To improve the efficiency and security of image storage and transmission, a color image encryption scheme based on a chaotic map and RNA encoding is proposed in this study. Considering the limitations of some existing chaotic systems, such as discontinuities, uneven distributions, and fewer control parameters, a novel two-dimensional chaotic map coupled Logistic map and Cubic map named 2D-CLCM is proposed to participate in the image encryption process. The performance of 2D-CLCM is rigorously tested and verified through the bifurcation diagram, Lyapunov exponent, sample entropy, 0–1 test, and sensitivity analysis. The RNA encoding rules have the advantages of flexibility and diversity than DNA encoding. The color pixel composed of three channels is jointly encoded to 4 codons as each codon contains 6 bits. The intra-inter layers permutation is applied for the encoded RNA image using pseudo-random sequences generated with 2D-CLCM to perform pixel scrambling.
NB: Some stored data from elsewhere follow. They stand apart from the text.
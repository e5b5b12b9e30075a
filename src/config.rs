//! Configuration loading: defaults, .env file, config.toml, then env vars.

use common::config::LoaderConfig;
use common::Error;
use std::path::Path;

fn parse_i64(raw: &str, env_name: &str) -> Result<i64, Error> {
    raw.trim()
        .parse::<i64>()
        .map_err(|_| Error::Config(format!("{env_name} must be an integer")))
}

fn parse_positive_u64(raw: &str, env_name: &str) -> Result<u64, Error> {
    let parsed = raw
        .trim()
        .parse::<u64>()
        .map_err(|_| Error::Config(format!("{env_name} must be an integer > 0")))?;
    if parsed == 0 {
        return Err(Error::Config(format!("{env_name} must be an integer > 0")));
    }
    Ok(parsed)
}

fn parse_positive_u32(raw: &str, env_name: &str) -> Result<u32, Error> {
    let parsed = parse_positive_u64(raw, env_name)?;
    u32::try_from(parsed).map_err(|_| Error::Config(format!("{env_name} is too large")))
}

fn parse_non_negative_u32(raw: &str, env_name: &str) -> Result<u32, Error> {
    raw.trim()
        .parse::<u32>()
        .map_err(|_| Error::Config(format!("{env_name} must be an integer >= 0")))
}

fn parse_bool(raw: &str) -> bool {
    let lowered = raw.trim().to_ascii_lowercase();
    lowered != "0" && lowered != "false" && lowered != "no" && lowered != "off"
}

/// Check transport settings. The requested artist count is left to the
/// loader, which answers out-of-range values with an empty result.
pub fn validate_config(config: &LoaderConfig) -> Result<(), Error> {
    let mut issues: Vec<String> = Vec::new();
    let upstream = &config.upstream;

    if upstream.base_url.trim().is_empty() {
        issues.push("upstream.base_url must not be empty".into());
    } else if let Err(e) = url::Url::parse(&upstream.base_url) {
        issues.push(format!("upstream.base_url is not a valid URL: {e}"));
    }
    if upstream.batch_size == 0 {
        issues.push("upstream.batch_size must be > 0".into());
    }
    if upstream.max_concurrency == 0 {
        issues.push("upstream.max_concurrency must be > 0".into());
    }
    if upstream.max_attempts == 0 {
        issues.push("upstream.max_attempts must be > 0".into());
    }
    if upstream.request_timeout_secs == 0 {
        issues.push("upstream.request_timeout_secs must be > 0".into());
    }
    if config.catalog_size <= 0 {
        issues.push("catalog_size must be > 0".into());
    }
    if config.use_cache && config.cache_dir.trim().is_empty() {
        issues.push("cache_dir must not be empty when the cache is enabled".into());
    }

    if issues.is_empty() {
        Ok(())
    } else {
        Err(Error::Config(format!(
            "Invalid config:\n - {}",
            issues.join("\n - ")
        )))
    }
}

/// Load loader configuration from environment and optional config file.
pub fn load_config() -> Result<LoaderConfig, Error> {
    // 1. Load .env file from project root or parent directories.
    if let Err(e) = dotenvy::dotenv() {
        tracing::debug!("No .env file loaded: {}", e);
    }

    // 2. Start with defaults.
    let mut config = LoaderConfig::default();

    // 3. Try loading config.toml if it exists.
    let config_path = Path::new("config.toml");
    if config_path.exists() {
        let contents = std::fs::read_to_string(config_path)
            .map_err(|e| Error::Config(format!("Failed to read config.toml: {}", e)))?;
        config = toml::from_str(&contents)
            .map_err(|e| Error::Config(format!("Failed to parse config.toml: {}", e)))?;
    }

    // 4. Override with environment variables (highest priority).
    if let Ok(raw) = std::env::var("ARTIST_MAX_ARTISTS") {
        config.max_artists = parse_i64(&raw, "ARTIST_MAX_ARTISTS")?;
    }
    if let Ok(dir) = std::env::var("ARTIST_CACHE_DIR") {
        config.cache_dir = dir;
    }
    if let Ok(raw) = std::env::var("ARTIST_USE_CACHE") {
        config.use_cache = parse_bool(&raw);
    }
    if let Ok(url) = std::env::var("WASABI_BASE_URL") {
        config.upstream.base_url = url;
    }
    if let Ok(raw) = std::env::var("WASABI_BATCH_SIZE") {
        config.upstream.batch_size = parse_positive_u32(&raw, "WASABI_BATCH_SIZE")?;
    }
    if let Ok(raw) = std::env::var("WASABI_MAX_CONCURRENCY") {
        config.upstream.max_concurrency =
            parse_positive_u64(&raw, "WASABI_MAX_CONCURRENCY")? as usize;
    }
    if let Ok(raw) = std::env::var("WASABI_MAX_ATTEMPTS") {
        config.upstream.max_attempts = parse_positive_u32(&raw, "WASABI_MAX_ATTEMPTS")?;
    }
    if let Ok(raw) = std::env::var("WASABI_BACKOFF_BASE_MS") {
        config.upstream.backoff_base_ms = raw.trim().parse::<u64>().map_err(|_| {
            Error::Config("WASABI_BACKOFF_BASE_MS must be an integer >= 0".into())
        })?;
    }
    if let Ok(raw) = std::env::var("WASABI_TIMEOUT_SECS") {
        config.upstream.request_timeout_secs = parse_positive_u64(&raw, "WASABI_TIMEOUT_SECS")?;
    }
    if let Ok(raw) = std::env::var("WASABI_REQUESTS_PER_SECOND") {
        config.upstream.requests_per_second =
            parse_non_negative_u32(&raw, "WASABI_REQUESTS_PER_SECOND")?;
    }

    // 5. Validate.
    validate_config(&config)?;

    Ok(config)
}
Subsequently, the permutated RNA image and an RNA key matrix are mutually operated utilizing an operator matrix including addition, subtraction, XOR, and XNOR. Finally, the ciphertext image is obtained through decoding with rules different from the encoding process. This dual scrambling and diffusion process ensures robust security against various attacks. Experimental results demonstrate that the proposed method achieves excellent encryption performance in terms of histogram, correlation coefficient, information entropy, key space, NPCR, and UACI, highlighting its effectiveness for secure image encryption.